Good morning dear readers of Tecnogalaxy, today we will talk about the new Bloomberg chatbot, BloombergGPT, focused on live finance.

The paper published last week by Bloomberg reveals the great technical depth of its BloombergGPT machine learning model, applying the type of artificial intelligence techniques that GPT uses to financial datasets.


Bloomberg’s terminal has been the reference resource for the world of trading and finance for financial market data for over four decades. As a result, Bloomberg has acquired or developed a large number of proprietary and curated datasets. In many ways, this data is Bloomberg’s crown jewel and in this version of BloombergGPT, this proprietary data is used to create an unprecedented financial research and analysis tool.

The large language models that power these artificial intelligence experiments are syntactic and semantic in nature and are used to predict a new outcome based on the existing relationships within and between the source texts.

Machine learning algorithms learn from source data and produce a model, a process known as “training“. Training for the BloombergGPT model took about 53 days of calculations performed on 64 servers, each containing 8 GB NVIDIA gpu. For comparison, when we use ChatGPT, we provide an input to a model, known as a prompt, and the model then produces an output, just like providing input to a formula and observing the output. The generation of these models requires huge amounts of computing power, and so Bloomberg collaborated with NVIDIA and Amazon Web Services to produce the BloombergGPT model.

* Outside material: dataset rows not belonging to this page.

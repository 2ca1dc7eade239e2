//! Markdown report formatting

use std::fmt::Write;

use super::ReportRenderer;
use crate::audit::AuditReport;
use crate::error::ComplyScanError;
use crate::rules::Severity;
use crate::store::Violation;

pub struct MarkdownReport {
    /// Also list the analyzed, failed and skipped files
    detailed: bool,
}

impl MarkdownReport {
    pub fn new(detailed: bool) -> Self {
        Self { detailed }
    }
}

impl Default for MarkdownReport {
    fn default() -> Self {
        Self::new(false)
    }
}

/// Escape characters that would break a table cell
fn cell(text: &str) -> String {
    text.replace('|', "\\|").replace('\n', " ")
}

fn violation_row(out: &mut String, violation: &Violation) {
    let line = violation
        .line_number
        .map(|l| l.to_string())
        .unwrap_or_else(|| "-".to_string());
    let _ = writeln!(
        out,
        "| `{}` | {} | {} | `{}` | {} |",
        violation.rule_id,
        violation.category,
        cell(&violation.file_path),
        line,
        cell(&violation.description)
    );
}

fn file_list(out: &mut String, title: &str, files: &[String]) {
    if files.is_empty() {
        return;
    }
    let _ = writeln!(out, "### {} ({})\n", title, files.len());
    for file in files {
        let _ = writeln!(out, "- `{}`", file);
    }
    out.push('\n');
}

impl ReportRenderer for MarkdownReport {
    fn render_report(&self, report: &AuditReport) -> Result<String, ComplyScanError> {
        let mut out = String::new();
        let audit = &report.audit;

        let _ = writeln!(out, "# Compliance Audit: {}\n", report.repository.full_name());
        let _ = writeln!(out, "| | |\n|---|---|");
        let _ = writeln!(out, "| Repository | <{}> |", report.repository.url);
        let _ = writeln!(out, "| Audit | `{}` |", audit.id);
        let _ = writeln!(out, "| Status | {} |", audit.status);
        let _ = writeln!(out, "| Started | {} |", audit.started_at.to_rfc3339());
        let _ = writeln!(out, "| Manifest | `{}` |", report.manifest);
        let _ = writeln!(
            out,
            "| Files | {} analyzed of {} candidates, {} compliant |",
            report.analyzed_files.len(),
            audit.total_files,
            audit.compliant_files
        );
        let _ = writeln!(out, "| Violations | {} |\n", audit.violation_count);

        out.push_str("## Summary\n\n| Severity | Count |\n|---|---|\n");
        for severity in Severity::ALL {
            let _ = writeln!(out, "| {} | {} |", severity, report.count_by_severity(severity));
        }
        out.push('\n');

        if report.truncated {
            let _ = writeln!(
                out,
                "> **Note:** {} candidate files beyond the analysis limit were not scanned.\n",
                report.skipped_files.len()
            );
        }

        out.push_str("## Violations\n\n");
        if report.violations.is_empty() {
            out.push_str("No violations found.\n\n");
        } else {
            for severity in Severity::ALL {
                let matching: Vec<_> = report
                    .violations
                    .iter()
                    .filter(|v| v.severity == severity)
                    .collect();
                if matching.is_empty() {
                    continue;
                }
                let _ = writeln!(out, "### {} ({})\n", severity, matching.len());
                out.push_str("| Rule | Category | File | Line | Description |\n");
                out.push_str("|---|---|---|---|---|\n");
                for violation in matching {
                    violation_row(&mut out, violation);
                }
                out.push('\n');
            }
        }

        if self.detailed {
            out.push_str("## Files\n\n");
            file_list(&mut out, "Analyzed", &report.analyzed_files);
            file_list(&mut out, "Failed to fetch", &report.failed_files);
            file_list(&mut out, "Skipped", &report.skipped_files);
            file_list(&mut out, "Unreadable directories", &report.unreadable_dirs);
        }

        let _ = writeln!(
            out,
            "---\n_Generated by complyscan v{}_",
            env!("CARGO_PKG_VERSION")
        );
        Ok(out)
    }
}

The Bloomberg team used PyTorch, a popular free and open source deep learning package based on Python, to train the BloombergGPT model.

In the case of BloombergGPT, the source datasets include some weighted proportions of financial news, corporate financial documents, press releases and Bloomberg News content, all collected and edited by Bloomberg over decades. In addition to these finance-specific sources, BloombergGPT integrates into some general and common datasets such as The Pile, The Colossal Clean Crawled Corpus or C4 and Wikipedia.

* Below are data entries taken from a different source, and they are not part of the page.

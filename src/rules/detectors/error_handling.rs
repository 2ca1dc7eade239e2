//! Network calls without nearby error handling

use lazy_static::lazy_static;
use regex::Regex;

use crate::rules::engine::{Detector, ScanContext, SourceFile};
use crate::rules::patterns::is_comment_line;
use crate::rules::{Category, ScanHit, Severity};

lazy_static! {
    static ref NETWORK_CALL: Regex = Regex::new(
        r"(?i)(\b(requests|httpx|aiohttp|urllib3|session|client|http|axios)\.(get|post|put|patch|delete|head|request|urlopen|fetch)\s*\(|\burlopen\s*\(|\bfetch\s*\()"
    ).unwrap();

    static ref ERROR_HANDLING: Regex = Regex::new(r"(?i)(catch|try|error|except)").unwrap();

    static ref DEFINITION: Regex =
        Regex::new(r"^\s*(?:async\s+)?(?:def|function)\s").unwrap();
}

/// A network or API call with no catch/try/error/except on the same line or
/// within the lookahead window after it.
pub struct MissingErrorHandling;

impl Detector for MissingErrorHandling {
    fn key(&self) -> &'static str {
        "errors/network-call"
    }

    fn check_line(
        &self,
        index: usize,
        source: &SourceFile<'_>,
        ctx: &ScanContext<'_>,
    ) -> Option<ScanHit> {
        let line = source.lines[index];
        if is_comment_line(line) || DEFINITION.is_match(line) {
            return None;
        }
        let call = NETWORK_CALL.find(line)?;

        let handled = ERROR_HANDLING.is_match(line)
            || source
                .following(index, ctx.error_lookahead)
                .iter()
                .any(|next| ERROR_HANDLING.is_match(next));
        if handled {
            return None;
        }

        let call = call.as_str().trim_end_matches(|c: char| c == '(' || c.is_whitespace());
        Some(ScanHit::new(
            "ERR001",
            index + 1,
            Category::ErrorHandling,
            Severity::Medium,
            format!("Network call '{call}' has no error handling"),
        ))
    }
}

As regards the Bloomberg data used for training between 1 March 2007 and 31 July 2022, Bloomberg refers to this financial collection of data as FINPILE. FINPILE consists of five main sources of financial content, namely:

  • Financial network . Generic Web content is used: but restricted to specific sites that can be classified as financial..
  • Financial news . Although the Web scans websites of a financial nature, news sites that generate news require special attention.
  • Archives of the Society. Anyone who conducts research on a public society must consider studying the documents of the society.
  • Press releases . A company’s formal public communication can often contain financial information.
  • Bloomberg News . Since Bloomberg is also a media company, its news content has been used and sent to BloombergGPT.

BloombergGPT will provide an organizational chart of an organization and links between an individual and multiple companies. Since company names and executives’ names are included in the BloombergGPT model, it is quite possible that it can be questioned at least for the organization’s executive-level structure.

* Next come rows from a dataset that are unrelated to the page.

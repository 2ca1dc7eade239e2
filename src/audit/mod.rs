//! # Audit Orchestrator
//!
//! Drives one audit run end to end:
//!
//! 1. upsert the repository and open a `pending` audit
//! 2. locate and parse the manifest (missing manifest fails the audit)
//! 3. walk the conventional source roots for candidates
//! 4. fetch and scan a bounded prefix of the candidates, persisting each
//!    violation as soon as it is found
//! 5. complete the audit with aggregate counters, exactly once
//!
//! The orchestrator owns no global state; the content provider and the
//! persistence gateway are handed in by the caller.

use futures::stream::{self, StreamExt};
use serde::Serialize;
use std::sync::Arc;
use tracing::{debug, error, info, info_span, warn, Instrument};
use url::Url;

use crate::config::Config;
use crate::error::{ComplyScanError, ConfigError, ProviderError};
use crate::manifest::{locate_manifest, DependencyPolicy};
use crate::providers::{fetch_with_fallback, ContentProvider, RepoRef};
use crate::rules::{Severity, ViolationScanner};
use crate::store::{Audit, NewViolation, PersistenceGateway, Repository, Violation};
use crate::walker::{TreeWalker, WalkOptions};

/// Owner used for checkouts audited from the local filesystem
pub const LOCAL_OWNER: &str = "local";

/// Repository identity an audit runs against
#[derive(Debug, Clone, PartialEq, Eq)]
pub struct AuditTarget {
    pub owner: String,
    pub name: String,
    pub url: String,
}

impl AuditTarget {
    pub fn new(owner: impl Into<String>, name: impl Into<String>, url: impl Into<String>) -> Self {
        Self {
            owner: owner.into(),
            name: name.into(),
            url: url.into(),
        }
    }

    /// Target for a checkout on disk. The directory name becomes the
    /// repository name, with characters outside `[A-Za-z0-9._-]` replaced.
    pub fn local(path: &std::path::Path) -> Result<Self, ProviderError> {
        let invalid = || ProviderError::InvalidPath {
            path: path.display().to_string(),
        };
        let canonical = path.canonicalize().map_err(|_| invalid())?;
        let dir_name = canonical
            .file_name()
            .and_then(|n| n.to_str())
            .unwrap_or("checkout");
        let name: String = dir_name
            .chars()
            .map(|c| {
                if c.is_ascii_alphanumeric() || matches!(c, '-' | '_' | '.') {
                    c
                } else {
                    '-'
                }
            })
            .collect();
        let url = Url::from_directory_path(&canonical).map_err(|_| invalid())?;

        Ok(Self::new(LOCAL_OWNER, name, url.to_string()))
    }

    pub fn full_name(&self) -> String {
        format!("{}/{}", self.owner, self.name)
    }
}

impl From<&RepoRef> for AuditTarget {
    fn from(repo: &RepoRef) -> Self {
        Self::new(repo.owner.clone(), repo.name.clone(), repo.url())
    }
}

/// Knobs for one run, resolved from configuration
#[derive(Debug, Clone)]
pub struct AuditOptions {
    /// Candidates actually fetched and scanned
    pub max_files: usize,
    /// Concurrent fetches (1 = sequential)
    pub concurrency: usize,
    pub source_roots: Vec<String>,
    pub branches: Vec<String>,
    pub manifest_filenames: Vec<String>,
    pub walk: WalkOptions,
}

impl AuditOptions {
    pub fn from_config(config: &Config) -> Result<Self, ConfigError> {
        Ok(Self {
            max_files: config.analysis.max_files,
            concurrency: config.analysis.concurrency.max(1),
            source_roots: config.analysis.source_roots.clone(),
            branches: config.manifest.branches.clone(),
            manifest_filenames: config.manifest.filenames.clone(),
            walk: WalkOptions::from_config(&config.analysis, config.exclude_matcher()?),
        })
    }
}

/// Outcome of a completed audit run
#[derive(Debug, Clone, Serialize)]
pub struct AuditReport {
    pub repository: Repository,
    /// The audit in its final state
    pub audit: Audit,
    /// Manifest filename that was used
    pub manifest: String,
    pub policy: DependencyPolicy,
    /// Violations that were persisted, in scan order
    pub violations: Vec<Violation>,
    /// Files fetched and scanned
    pub analyzed_files: Vec<String>,
    /// Selected files whose fetch failed or returned nothing
    pub failed_files: Vec<String>,
    /// Candidates beyond the analysis cap, never scanned
    pub skipped_files: Vec<String>,
    /// Whether the cap excluded any candidate
    pub truncated: bool,
    /// Directories that could not be listed during the walk
    pub unreadable_dirs: Vec<String>,
}

impl AuditReport {
    pub fn count_by_severity(&self, severity: Severity) -> usize {
        self.violations
            .iter()
            .filter(|v| v.severity == severity)
            .count()
    }

    /// Highest severity among the violations
    pub fn max_severity(&self) -> Option<Severity> {
        self.violations.iter().map(|v| v.severity).max()
    }
}

/// Runs audits against one provider and one store
pub struct AuditOrchestrator {
    provider: Arc<dyn ContentProvider>,
    store: Arc<dyn PersistenceGateway>,
    config: Config,
    options: AuditOptions,
}

impl AuditOrchestrator {
    pub fn new(
        provider: Arc<dyn ContentProvider>,
        store: Arc<dyn PersistenceGateway>,
        config: Config,
    ) -> Result<Self, ConfigError> {
        let options = AuditOptions::from_config(&config)?;
        Ok(Self {
            provider,
            store,
            config,
            options,
        })
    }

    /// Run one audit.
    ///
    /// # Errors
    ///
    /// - [`ComplyScanError::ManifestNotFound`] or [`ComplyScanError::Provider`]
    ///   when the manifest cannot be located; the audit is marked `failed`.
    /// - [`ComplyScanError::Persistence`] when the repository or audit record
    ///   cannot be created or completed.
    pub async fn run(&self, target: &AuditTarget) -> Result<AuditReport, ComplyScanError> {
        let span = info_span!("audit", repository = %target.full_name());
        self.run_inner(target).instrument(span).await
    }

    async fn run_inner(&self, target: &AuditTarget) -> Result<AuditReport, ComplyScanError> {
        let repository = self
            .store
            .upsert_repository(&target.owner, &target.name, &target.url)
            .await?;
        let audit = self.store.create_audit(&repository.id).await?;
        info!(audit = %audit.id, "Audit started");

        let manifest = match locate_manifest(
            self.provider.as_ref(),
            &target.owner,
            &target.name,
            &self.options.manifest_filenames,
            &self.options.branches,
        )
        .await
        {
            Ok(manifest) => manifest,
            Err(e) => {
                warn!(error = %e, "Manifest unavailable, failing audit");
                if let Err(fail_err) = self.store.fail_audit(&audit.id, &e.to_string()).await {
                    error!(audit = %audit.id, error = %fail_err, "Could not mark audit failed");
                }
                return Err(e);
            }
        };
        let policy = manifest.policy();

        let walker = TreeWalker::new(
            self.provider.as_ref(),
            &target.owner,
            &target.name,
            self.options.walk.clone(),
        );
        let walk = walker.walk_roots(&self.options.source_roots).await;

        let total_files = walk.files.len();
        let cap = self.options.max_files.min(total_files);
        let (selected, beyond_cap) = walk.files.split_at(cap);
        if !beyond_cap.is_empty() {
            info!(
                analyzed = selected.len(),
                skipped = beyond_cap.len(),
                "Candidate list capped"
            );
        }

        let scanner = ViolationScanner::from_config(&self.config).with_local_modules(walk.module_names());
        debug!(detectors = ?scanner.detector_keys(), "Scanner ready");

        let mut analyzed_files = Vec::new();
        let mut failed_files = Vec::new();
        let mut violations = Vec::new();
        let mut compliant_files = 0;

        let provider = self.provider.as_ref();
        let branches = &self.options.branches;
        let mut fetches = stream::iter(selected.iter().map(|path| async move {
            let result =
                fetch_with_fallback(provider, &target.owner, &target.name, path, branches).await;
            (path, result)
        }))
        .buffered(self.options.concurrency);

        while let Some((path, result)) = fetches.next().await {
            let content = match result {
                Ok(Some(content)) => content,
                Ok(None) => {
                    debug!(file = %path, "File not found on any branch, skipping");
                    failed_files.push(path.clone());
                    continue;
                }
                Err(e) => {
                    warn!(file = %path, error = %e, "Failed to fetch file, skipping");
                    failed_files.push(path.clone());
                    continue;
                }
            };

            let hits = scanner.scan(&content, &policy);
            debug!(file = %path, hits = hits.len(), "File scanned");
            if hits.is_empty() {
                compliant_files += 1;
            }
            for hit in &hits {
                match self
                    .store
                    .log_violation(NewViolation::from_hit(&audit, path, hit))
                    .await
                {
                    Ok(violation) => violations.push(violation),
                    Err(e) => {
                        warn!(file = %path, line = hit.line_number, error = %e, "Failed to record violation");
                    }
                }
            }
            analyzed_files.push(path.clone());
        }

        let audit = self
            .store
            .complete_audit(&audit.id, total_files, violations.len(), compliant_files)
            .await?;
        info!(
            total_files,
            analyzed = analyzed_files.len(),
            compliant_files,
            violations = violations.len(),
            "Audit completed"
        );

        Ok(AuditReport {
            repository,
            audit,
            manifest: manifest.path,
            policy,
            violations,
            analyzed_files,
            failed_files,
            skipped_files: beyond_cap.to_vec(),
            truncated: !beyond_cap.is_empty(),
            unreadable_dirs: walk.unreadable_dirs.clone(),
        })
    }
}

BloombergGPT represents a significant leap forward for the financial and AI communities. Currently, the model is not publicly available and there is no API, let alone a chat interface, to access it. It is unclear when or if public access will be available or even the current incarnation of BloombergGPT will see further revisions. The BloombergGPT team concludes in their paper that we “err on the side of caution and follow the practice of other LLM developers in not releasing our model” and will not make the model available to the public for now, until it is safe.